Maritime search and rescue (SAR) services exist to assist people in distress or danger at sea by undertaking a number of activities such as assisting ships and vessels in difficulty, accident prevention, SAR, medical consultations and patients transport.
Regrettably, these operations are currently in demand globally due to high levels of human migration. The demand for a more efficient solution comes in particular from the institutional market (but it is not limited to that sector) in the shape of requests for technological support to manage migration flux aspects, with particular attention to the crisis in the Mediterranean Sea. Europe needs to balance efforts to assist people in need with strategies to secure its borders.
On the basis of the above scenario, the SARA consortium was contacted by the Italian Coast Guard to provide a technological contribution to support vessels charged with detecting people lost at sea, especially during the hours of darkness.

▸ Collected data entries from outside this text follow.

//! Configuration management for the client.

use std::env;
use std::time::Duration;
use tote_engine::Session;

const DEFAULT_DATABASE_URL: &str = "sqlite://tote.db?mode=rwc";
const DEFAULT_TIMEOUT_SECS: u64 = 15;

/// Client configuration loaded from environment variables.
#[derive(Debug, Clone)]
pub struct Config {
    /// Base URL of the collection API, e.g. `https://shop.example/api`
    pub api_url: Option<String>,
    /// SQLite URL of the local store
    pub database_url: String,
    /// Timeout applied to every remote request
    pub request_timeout: Duration,
    /// Signed-in user, if any
    pub user_id: Option<String>,
    /// Token sent as `Authorization: JWT <token>`
    pub auth_token: Option<String>,
}

impl Config {
    /// Load configuration from environment variables.
    pub fn from_env() -> Result<Self, ConfigError> {
        Self::from_lookup(|key| env::var(key).ok())
    }

    /// Load configuration from an arbitrary variable source.
    pub fn from_lookup(lookup: impl Fn(&str) -> Option<String>) -> Result<Self, ConfigError> {
        let non_empty = |key: &str| lookup(key).filter(|v| !v.trim().is_empty());

        let api_url = non_empty("API_URL").map(|url| url.trim_end_matches('/').to_string());

        let database_url =
            non_empty("DATABASE_URL").unwrap_or_else(|| DEFAULT_DATABASE_URL.to_string());

        let request_timeout = match non_empty("REQUEST_TIMEOUT_SECS") {
            Some(raw) => {
                let secs = raw.trim().parse::<u64>().ok().filter(|secs| *secs > 0);
                match secs {
                    Some(secs) => Duration::from_secs(secs),
                    None => return Err(ConfigError::InvalidTimeout(raw)),
                }
            }
            None => Duration::from_secs(DEFAULT_TIMEOUT_SECS),
        };

        Ok(Self {
            api_url,
            database_url,
            request_timeout,
            user_id: non_empty("USER_ID"),
            auth_token: non_empty("AUTH_TOKEN"),
        })
    }

    /// The API base URL, required whenever a real backend is used.
    pub fn require_api_url(&self) -> Result<&str, ConfigError> {
        self.api_url.as_deref().ok_or(ConfigError::MissingApiUrl)
    }

    /// The session described by `USER_ID` and `AUTH_TOKEN`.
    pub fn session(&self) -> Session {
        Session {
            user_id: self.user_id.clone(),
            auth_token: self.auth_token.clone(),
        }
    }
}

/// Configuration errors.
#[derive(Debug, thiserror::Error)]
pub enum ConfigError {
    #[error("API_URL environment variable is required")]
    MissingApiUrl,

    #[error("Invalid REQUEST_TIMEOUT_SECS value: {0}")]
    InvalidTimeout(String),
}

The resulting SARA solution is conceived as a semi-automated system using Earth observation data to initially detect suspect pontoons' trajectories (surveillance) and support SAR operations, based upon a deployable remotely piloted aircraft (RPA) tightly coupled to ship architecture via a cable (tethered flight).
As soon as its function is needed, the aircraft flies from its home - a dedicated hangar on the top of the ship - and becomes a 'virtual pylon' that elevates a visual spectrum and thermal infrared (VIS-TIR) sensor. Captured images are processed in real time by a local computer. Both RPA and hangar are equipped with two high-accuracy Galileo-ready global navigation satellite system (GNSS) receivers in order to provide the relative positioning between the hangar and the RPA hovering over the target.
The SARA consortium has received funding from the European GNSS Agency (grant agreement No 776099), under the EU's Horizon 2020 research and innovation programme, GALILEO-3-2017.